**Directions:** Copy out nothing but the line containing "pub fn cut_short(&self)" and the lines that follow it to the end of the entries, exactly as they stand.

**Supplied data:**
⁂
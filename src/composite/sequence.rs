//! # Sequence: run children one after another.
//!
//! [`Sequence`] owns its children and runs them in insertion order, stopping at the
//! first error, which it reports verbatim.
//!
//! ## Execution paths
//! ```text
//! blocking:  for each child: check abort ─► child.sync_execute()?
//!
//! callback:  launch child[0] ──► on finish ─┬─► error / last ───────► complete
//!                                           ├─► natively sync child ─► run inline, loop
//!                                           └─► async child ─────────► launch, return
//! complete:  once every child's done signal is set ─► completion.deliver(result)
//! ```
//!
//! An empty sequence succeeds; on the callback path the result is delivered from a
//! fresh thread.

use std::panic::{self, AssertUnwindSafe};
use std::sync::Arc;

use parking_lot::Mutex;

use crate::actions::{Action, ActionCore, ActionExt, ActionRef, Completion, Outcome, bind};
use crate::error::{ActionError, Panicked, UsageError};
use crate::signals::{Signal, on_all_set};

/// Composite running its children sequentially.
pub struct Sequence {
    core: ActionCore,
    children: Mutex<Vec<ActionRef>>,
}

impl Sequence {
    /// Creates an empty sequence.
    pub fn new() -> Arc<Self> {
        bind(Self {
            core: ActionCore::new(),
            children: Mutex::new(Vec::new()),
        })
    }

    /// Creates a sequence over `actions`, in order.
    pub fn from_actions<I>(actions: I) -> Result<Arc<Self>, UsageError>
    where
        I: IntoIterator<Item = ActionRef>,
    {
        let seq = Self::new();
        for action in actions {
            seq.add(action)?;
        }
        Ok(seq)
    }

    /// Appends a child, taking ownership of it.
    pub fn add(&self, action: ActionRef) -> Result<(), UsageError> {
        self.take_ownership(Arc::clone(&action))?;
        self.children.lock().push(action);
        Ok(())
    }

    /// Releases every child.
    pub fn clear(&self) -> Result<(), UsageError> {
        let children = std::mem::take(&mut *self.children.lock());
        for child in &children {
            self.relinquish_ownership(child)?;
        }
        Ok(())
    }

    /// The children, in execution order.
    pub fn actions(&self) -> Vec<ActionRef> {
        self.children.lock().clone()
    }

    /// Number of children.
    pub fn len(&self) -> usize {
        self.children.lock().len()
    }

    /// True if the sequence has no children.
    pub fn is_empty(&self) -> bool {
        self.children.lock().is_empty()
    }
}

impl Action for Sequence {
    fn core(&self) -> &ActionCore {
        &self.core
    }

    fn name(&self) -> &str {
        "Sequence"
    }

    fn extended_description(&self) -> String {
        format!("Number of actions: {}", self.len())
    }

    fn is_naturally_synchronous(&self) -> bool {
        true
    }

    fn execute_blocking(&self) -> Result<(), ActionError> {
        for step in self.actions() {
            self.check_abort()?;
            step.sync_execute()?;
        }
        Ok(())
    }

    fn execute_callback(&self, completion: Completion) -> Result<(), ActionError> {
        let steps = self.actions();
        if steps.is_empty() {
            completion.deliver(Ok(()));
            return Ok(());
        }

        let owner = self.core.this().ok_or_else(|| UsageError::Unbound {
            action: self.name().to_string(),
        })?;
        let run = Arc::new(Run {
            owner,
            steps,
            completion: Mutex::new(Some(completion)),
        });

        if let Err(err) = run.launch(0) {
            if let Some(completion) = run.completion.lock().take() {
                completion.disarm();
            }
            return Err(err);
        }
        Ok(())
    }
}

/// State of one callback-path execution.
struct Run {
    owner: ActionRef,
    steps: Vec<ActionRef>,
    completion: Mutex<Option<Completion>>,
}

impl Run {
    fn launch(self: &Arc<Self>, index: usize) -> Result<(), ActionError> {
        let run = Arc::clone(self);
        self.steps[index].async_execute(move |outcome: Outcome| {
            run.advance(index + 1, outcome.into_result());
        })
    }

    fn advance(self: &Arc<Self>, mut index: usize, mut result: Result<(), ActionError>) {
        loop {
            if result.is_err() || index == self.steps.len() {
                self.complete(result);
                return;
            }
            if let Err(err) = self.owner.check_abort() {
                self.complete(Err(err));
                return;
            }

            let step = &self.steps[index];
            if step.is_naturally_synchronous() {
                result = panic::catch_unwind(AssertUnwindSafe(|| step.sync_execute())).unwrap_or_else(
                    |payload| Err(ActionError::failed(Panicked::from_payload(payload.as_ref()))),
                );
                index += 1;
            } else {
                match self.launch(index) {
                    Ok(()) => return,
                    Err(err) => result = Err(err),
                }
            }
        }
    }

    fn complete(&self, result: Result<(), ActionError>) {
        let Some(completion) = self.completion.lock().take() else {
            return;
        };
        let done: Vec<Arc<Signal>> = self.steps.iter().map(|s| s.done_signal()).collect();
        on_all_set(&done, move || completion.deliver(result));
    }
}
//! # Retry decision contract.
//!
//! A [`RetryPolicy`] is asked after every failed attempt of a
//! [`Retry`](crate::wrappers::Retry) whether to try again and after how long.
//! Aborts are never offered to the policy.
//!
//! Closures are policies:
//! ```rust
//! use std::time::Duration;
//! use actionvisor::{ActionError, RetryPolicy};
//!
//! let three_quick_tries = |failures: u32, _err: &ActionError| {
//!     (failures < 3).then_some(Duration::from_millis(10))
//! };
//! assert!(three_quick_tries.on_failure(2, &ActionError::msg("x")).is_some());
//! ```

use std::time::Duration;

use crate::error::ActionError;

/// Decides whether a failed attempt is retried.
pub trait RetryPolicy: Send + Sync + 'static {
    /// Called after failure number `failures` (starting at 1).
    ///
    /// Returns the pause before the next attempt, or `None` to give up and report
    /// `error`.
    fn on_failure(&self, failures: u32, error: &ActionError) -> Option<Duration>;
}

impl<F> RetryPolicy for F
where
    F: Fn(u32, &ActionError) -> Option<Duration> + Send + Sync + 'static,
{
    fn on_failure(&self, failures: u32, error: &ActionError) -> Option<Duration> {
        self(failures, error)
    }
}
//! # Pause: a cancellable wait.
//!
//! [`Pause`] waits for its duration and succeeds. It ends early when:
//! - its tree is aborted (`Err(Aborted)`),
//! - [`Pause::cut_short`] is called or an external stop signal is set (success).
//!
//! [`Pause::restart`] starts the full duration over. Moving the pause into another
//! tree while it waits is noticed, and the wait continues on the new abort signal.

use std::sync::Arc;
use std::time::{Duration, Instant};

use parking_lot::Mutex;

use crate::actions::{Context, SyncAction, SyncBody};
use crate::error::ActionError;
use crate::signals::{Signal, WaitGroup};

const ABORTED: usize = 0;
const REWIRED: usize = 1;
const RESTARTED: usize = 2;

/// Timed wait body.
pub struct Pause {
    duration: Mutex<Duration>,
    cut_short: Arc<Signal>,
    restart: Arc<Signal>,
    stops: Vec<Arc<Signal>>,
}

impl Pause {
    /// Creates a pause of `duration`.
    pub fn new(duration: Duration) -> Arc<SyncAction<Self>> {
        Self::with_stop_signals(duration, Vec::new())
    }

    /// Creates a pause that also ends (successfully) when `stop` is set.
    pub fn with_stop_signal(duration: Duration, stop: Arc<Signal>) -> Arc<SyncAction<Self>> {
        Self::with_stop_signals(duration, vec![stop])
    }

    pub(crate) fn with_stop_signals(duration: Duration, stops: Vec<Arc<Signal>>) -> Arc<SyncAction<Self>> {
        SyncAction::new(Self {
            duration: Mutex::new(duration),
            cut_short: Signal::new(),
            restart: Signal::new(),
            stops,
        })
    }

    /// Ends the current wait successfully. No-op when not waiting.
    pub fn cut_short(&self) {
        self.cut_short.set();
    }

    /// Starts the current wait over with the (possibly updated) duration.
    pub fn restart(&self) {
        self.restart.set();
    }

    /// Length of the wait.
    pub fn duration(&self) -> Duration {
        *self.duration.lock()
    }

    /// Changes the length of the next wait (or of the current one after a restart).
    pub fn set_duration(&self, duration: Duration) {
        *self.duration.lock() = duration;
    }

    fn deadline(&self) -> Option<Instant> {
        Instant::now().checked_add(self.duration())
    }
}

impl SyncBody for Pause {
    fn name(&self) -> &str {
        "Pause"
    }

    fn describe(&self) -> String {
        format!("Duration: {}ms", self.duration().as_millis())
    }

    fn prepare(&self) {
        self.cut_short.reset();
        self.restart.reset();
    }

    fn run(&self, cx: &Context<'_>) -> Result<(), ActionError> {
        let mut deadline = self.deadline();
        loop {
            let rewired = cx.relinked_signal();
            rewired.reset();

            let mut group = WaitGroup::new();
            group.add(cx.abort_signal());
            group.add(rewired);
            group.add(Arc::clone(&self.restart));
            group.add(Arc::clone(&self.cut_short));
            for stop in &self.stops {
                group.add(Arc::clone(stop));
            }

            let fired = match deadline {
                Some(at) => group.wait_for_any_timeout(at.saturating_duration_since(Instant::now())),
                None => group.wait_for_any(),
            };
            match fired {
                Some(ABORTED) => return Err(ActionError::Aborted),
                Some(REWIRED) => continue,
                Some(RESTARTED) => {
                    self.restart.reset();
                    deadline = self.deadline();
                }
                _ => return Ok(()),
            }
        }
    }
}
⁂
**Output of the task:**
    pub fn cut_short(&self) {
        self.cut_short.set();
    }

    /// Starts the current wait over with the (possibly updated) duration.
    pub fn restart(&self) {
        self.restart.set();
    }

    /// Length of the wait.
    pub fn duration(&self) -> Duration {
        *self.duration.lock()
    }

    /// Changes the length of the next wait (or of the current one after a restart).
    pub fn set_duration(&self, duration: Duration) {
        *self.duration.lock() = duration;
    }

    fn deadline(&self) -> Option<Instant> {
        Instant::now().checked_add(self.duration())
    }
}

impl SyncBody for Pause {
    fn name(&self) -> &str {
        "Pause"
    }

    fn describe(&self) -> String {
        format!("Duration: {}ms", self.duration().as_millis())
    }

    fn prepare(&self) {
        self.cut_short.reset();
        self.restart.reset();
    }

    fn run(&self, cx: &Context<'_>) -> Result<(), ActionError> {
        let mut deadline = self.deadline();
        loop {
            let rewired = cx.relinked_signal();
            rewired.reset();

            let mut group = WaitGroup::new();
            group.add(cx.abort_signal());
            group.add(rewired);
            group.add(Arc::clone(&self.restart));
            group.add(Arc::clone(&self.cut_short));
            for stop in &self.stops {
                group.add(Arc::clone(stop));
            }

            let fired = match deadline {
                Some(at) => group.wait_for_any_timeout(at.saturating_duration_since(Instant::now())),
                None => group.wait_for_any(),
            };
            match fired {
                Some(ABORTED) => return Err(ActionError::Aborted),
                Some(REWIRED) => continue,
                Some(RESTARTED) => {
                    self.restart.reset();
                    deadline = self.deadline();
                }
                _ => return Ok(()),
            }
        }
    }
}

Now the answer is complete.